Spring 2011 - 62150 - PA391 - Public Financial Management
|Instructor(s):|| Granof, Michael H.
|Day & Time:||M 9:00 - 12:00 pm|
|Waitlist Information:||For LBJ Students: UT Waitlist Information|
|Final Exam Information:||May 12, 2011 - 9:00am - 12:00pm SRH 3.122|
This course provides a basic understanding of the financial activities of governments at all levels in the United States. It is usually taken during the first year. The course acquaints students with the purposes, characteristics, processes, and operations of financial management systems and develops their capabilities to analyze financial operations, coordinate such operations with relevant public policies and programs, and effectively manage the financial resources of public entities. Topics in the course include: the economic, political, and administrative environment of financial management systems and operations; budgeting theory and practice--including program and performance budgets; accounting and internal control; financial reporting; auditing--financial and performance; debt management; capital budgeting; treasury and cash management; and revenue/tax administration.

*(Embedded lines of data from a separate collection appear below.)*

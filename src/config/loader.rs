//! Configuration Loader
//!
//! 实现多源配置加载与合并逻辑
//!
//! 优先级（从高到低）：
//! 1. 环境变量
//! 2. 配置文件（config.toml）
//! 3. 默认值

use config::{Config, ConfigError as ConfigCrateError, Environment, File};
use std::path::Path;
use thiserror::Error;

use super::types::AppConfig;

/// 配置加载错误
#[derive(Debug, Error)]
pub enum ConfigError {
    #[error("Failed to load configuration: {0}")]
    LoadError(String),

    #[error("Failed to parse configuration: {0}")]
    ParseError(String),

    #[error("Configuration validation failed: {0}")]
    ValidationError(String),
}

impl From<ConfigCrateError> for ConfigError {
    fn from(err: ConfigCrateError) -> Self {
        ConfigError::LoadError(err.to_string())
    }
}

/// 配置文件搜索路径
const CONFIG_FILE_NAMES: &[&str] = &["config", "config.local"];

/// 加载应用配置
///
/// 按优先级从高到低合并配置：
/// 1. 环境变量（前缀 `SPEECHLOG_`，层级分隔符 `__`）
/// 2. 配置文件（config.toml 或 config.local.toml）
/// 3. 默认值
///
/// # 环境变量示例
/// - `SPEECHLOG_SERVER__PORT=8080`
/// - `SPEECHLOG_DATABASE__BACKEND=sled`
/// - `SPEECHLOG_DATABASE__SQLITE__PATH=/data/speechlog.db`
pub fn load_config() -> Result<AppConfig, ConfigError> {
    load_config_from_path(None)
}

/// 从指定路径加载配置
///
/// # 参数
/// - `config_path` - 可选的配置文件路径，如果为 None 则使用默认搜索路径
pub fn load_config_from_path(config_path: Option<&Path>) -> Result<AppConfig, ConfigError> {
    let mut builder = Config::builder();

    // 1. 首先设置默认值（最低优先级）
    builder = builder
        .set_default("server.host", "0.0.0.0")?
        .set_default("server.port", 3001)?
        .set_default("server.cors_origins", Vec::<String>::new())?
        .set_default("database.sqlite.path", "data/speechlog.db")?
        .set_default("database.sqlite.max_connections", 5)?
        .set_default("database.sled.path", "data/speechlog.sled")?
        .set_default("log.level", "info")?
        .set_default("log.json", false)?;

    // 2. 添加配置文件（如果存在）
    if let Some(path) = config_path {
        builder = builder.add_source(File::from(path).required(true));
    } else {
        // 搜索默认配置文件
        for name in CONFIG_FILE_NAMES {
            builder = builder.add_source(File::with_name(name).required(false));
        }
    }

    // 3. 添加环境变量（最高优先级）
    // 前缀: SPEECHLOG_
    // 层级分隔符: __ (双下划线)
    // 例如: SPEECHLOG_DATABASE__BACKEND=sqlite
    builder = builder.add_source(
        Environment::with_prefix("SPEECHLOG")
            .prefix_separator("_")
            .separator("__")
            .try_parsing(true),
    );

    // 4. 构建配置
    let config = builder.build()?;

    // 5. 反序列化为 AppConfig
    // 未识别的 backend 取值在这一步失败（启动即终止）
    let app_config: AppConfig = config
        .try_deserialize()
        .map_err(|e| ConfigError::ParseError(format!("Failed to deserialize config: {}", e)))?;

    // 6. 验证配置
    validate_config(&app_config)?;

    Ok(app_config)
}

/// 验证配置有效性
fn validate_config(config: &AppConfig) -> Result<(), ConfigError> {
    // 验证端口范围
    if config.server.port == 0 {
        return Err(ConfigError::ValidationError(
            "Server port cannot be 0".to_string(),
        ));
    }

    // 后端选择是部署期决策，缺失时直接拒绝启动
    let backend = config.database.backend.ok_or_else(|| {
        ConfigError::ValidationError(
            "No database backend configured (set database.backend to \"sqlite\" or \"sled\")"
                .to_string(),
        )
    })?;

    // 验证选中后端的路径
    match backend {
        super::BackendKind::Sqlite if config.database.sqlite.path.is_empty() => {
            return Err(ConfigError::ValidationError(
                "SQLite database path cannot be empty".to_string(),
            ));
        }
        super::BackendKind::Sled if config.database.sled.path.is_empty() => {
            return Err(ConfigError::ValidationError(
                "Sled database path cannot be empty".to_string(),
            ));
        }
        _ => {}
    }

    Ok(())
}

/// 打印配置信息（用于启动时日志）
pub fn print_config(config: &AppConfig) {
    tracing::info!("=== Application Configuration ===");
    tracing::info!("Server: {}:{}", config.server.host, config.server.port);
    if config.server.cors_origins.is_empty() {
        tracing::info!("CORS Origins: any");
    } else {
        tracing::info!("CORS Origins: {:?}", config.server.cors_origins);
    }
    if let Some(backend) = config.database.backend {
        tracing::info!("Database Backend: {}", backend.as_str());
        match backend {
            super::BackendKind::Sqlite => {
                tracing::info!("SQLite Path: {}", config.database.sqlite.path);
                tracing::info!(
                    "SQLite Max Connections: {}",
                    config.database.sqlite.max_connections
                );
            }
            super::BackendKind::Sled => {
                tracing::info!("Sled Path: {}", config.database.sled.path);
            }
        }
    }
    tracing::info!("Log Level: {}", config.log.level);
    tracing::info!("=================================");
}

#[cfg(test)]
mod tests {
    use super::*;
    use crate::config::BackendKind;

    #[test]
    fn test_validation_error_for_missing_backend() {
        let config = AppConfig::default();
        let err = validate_config(&config).unwrap_err();
        assert!(matches!(err, ConfigError::ValidationError(_)));
    }

    #[test]
    fn test_validation_passes_with_backend() {
        let mut config = AppConfig::default();
        config.database.backend = Some(BackendKind::Sqlite);
        assert!(validate_config(&config).is_ok());

        config.database.backend = Some(BackendKind::Sled);
        assert!(validate_config(&config).is_ok());
    }

    #[test]
    fn test_validation_error_for_zero_port() {
        let mut config = AppConfig::default();
        config.database.backend = Some(BackendKind::Sqlite);
        config.server.port = 0;
        assert!(validate_config(&config).is_err());
    }

    #[test]
    fn test_validation_error_for_empty_sqlite_path() {
        let mut config = AppConfig::default();
        config.database.backend = Some(BackendKind::Sqlite);
        config.database.sqlite.path = String::new();
        assert!(validate_config(&config).is_err());
        // 未选中的后端路径为空不影响启动
        config.database.backend = Some(BackendKind::Sled);
        assert!(validate_config(&config).is_ok());
    }

    #[test]
    fn test_validation_error_for_empty_sled_path() {
        let mut config = AppConfig::default();
        config.database.backend = Some(BackendKind::Sled);
        config.database.sled.path = String::new();
        assert!(validate_config(&config).is_err());
    }
}
//! Health Handler

use axum::{extract::State, Json};
use std::sync::Arc;

use crate::infrastructure::http::dto::HealthResponse;
use crate::infrastructure::http::state::AppState;

/// 健康检查，对外暴露当前后端名称
pub async fn health(State(state): State<Arc<AppState>>) -> Json<HealthResponse> {
    Json(HealthResponse {
        status: "OK",
        message: "Server is running",
        database: state.backend_name,
    })
}
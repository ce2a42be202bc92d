//! Domain Layer - 领域层
//!
//! Speech Context: 朗读记录的校验与默认值规则

pub mod speech;

pub use speech::{NewSpeech, SpeechDefaults, SpeechValidationError};
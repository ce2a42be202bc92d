//! Speech HTTP Handlers

use axum::{
    extract::{Path, Query, State},
    Json,
};
use std::sync::Arc;

use crate::application::{DeleteSpeech, GetHistory, GetStatistics, SaveSpeech};
use crate::infrastructure::http::dto::{
    DeleteSpeechResponse, HistoryQuery, HistoryResponse, SaveSpeechRequest, SaveSpeechResponse,
    SpeechDto, StatisticsQuery, StatisticsResponse,
};
use crate::infrastructure::http::error::ApiError;
use crate::infrastructure::http::state::AppState;

/// 保存朗读记录
///
/// POST /api/tts/save
pub async fn save_speech(
    State(state): State<Arc<AppState>>,
    Json(req): Json<SaveSpeechRequest>,
) -> Result<Json<SaveSpeechResponse>, ApiError> {
    let command = SaveSpeech {
        text: req.text.unwrap_or_default(),
        voice_name: req.voice_name,
        language_code: req.language_code,
        pitch: req.pitch,
        speed: req.speed,
        volume: req.volume,
        user_id: req.user_id,
    };

    let record = state.save_handler.handle(command).await?;

    Ok(Json(SaveSpeechResponse {
        success: true,
        speech: SpeechDto::from(record),
        message: "Speech record saved successfully",
    }))
}

/// 获取朗读历史
///
/// GET /api/tts/history?userId=&limit=
pub async fn get_history(
    State(state): State<Arc<AppState>>,
    Query(params): Query<HistoryQuery>,
) -> Result<Json<HistoryResponse>, ApiError> {
    // limit 按字符串接收；非数字拒绝而不是静默回退默认值
    let limit = params
        .limit
        .map(|raw| {
            raw.parse::<usize>()
                .map_err(|_| ApiError::BadRequest(format!("Invalid limit parameter: {}", raw)))
        })
        .transpose()?;

    let query = GetHistory {
        user_id: params.user_id,
        limit,
    };

    let records = state.history_handler.handle(query).await?;
    let speeches: Vec<SpeechDto> = records.into_iter().map(SpeechDto::from).collect();
    let count = speeches.len();

    Ok(Json(HistoryResponse {
        success: true,
        speeches,
        count,
    }))
}

/// 获取朗读统计
///
/// GET /api/tts/statistics?userId=
pub async fn get_statistics(
    State(state): State<Arc<AppState>>,
    Query(params): Query<StatisticsQuery>,
) -> Result<Json<StatisticsResponse>, ApiError> {
    let stats = state
        .statistics_handler
        .handle(GetStatistics {
            user_id: params.user_id,
        })
        .await?;

    Ok(Json(StatisticsResponse {
        success: true,
        statistics: stats.into(),
    }))
}

/// 删除朗读记录（幂等）
///
/// DELETE /api/tts/:id
pub async fn delete_speech(
    State(state): State<Arc<AppState>>,
    Path(id): Path<String>,
) -> Result<Json<DeleteSpeechResponse>, ApiError> {
    state.delete_handler.handle(DeleteSpeech { id }).await?;

    Ok(Json(DeleteSpeechResponse {
        success: true,
        message: "Speech record deleted successfully",
    }))
}
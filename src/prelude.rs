//! Commonly used types and utilities for ease of import.

pub use crate::{
    AutoPlayer, Command, EngineError, GestureOutcome, Grid, LevelDefinition, LevelStore,
    MatchEngine, Player, PlayerNode, SessionView,
};

#[cfg(feature = "std")]
pub use crate::{init_logging, CliPlayer};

This course is an introduction to the theory and practice of public financial management at all levels of government. Its objective is to develop student capabilities in the analysis of financial operations and the management of public sector financial resources The course will cover the principles of finance, economics, accounting and fiscal administration. A major part of the course will be devoted to understanding the basic financial reports of governments ñ their budgets and their annual reports. Other topics include taxes and other revenues, bonds and other forms of debt, investments, capital budgeting, performance evaluation and auditing.
The course format will primarily be lectures, but extensive student interaction is expected. It will require homework assignments prior to each class meeting and a semester project. There will be a mid-semester exam and final.
Inasmuch as a substantial portion of the course focuses on financial statements, students will be at a decided advantage of they come to the course with understanding of fundamental concepts of accounting. To this end, if students do not have a background in accounting (e.g. have never had an accounting course) they are strongly advised to take a computer-based course in the subject. To assess whether they need the course, the instructor has arranged an on-line assessment test. Details about both the course and the test will be available from either the graduate advisor or the instructor.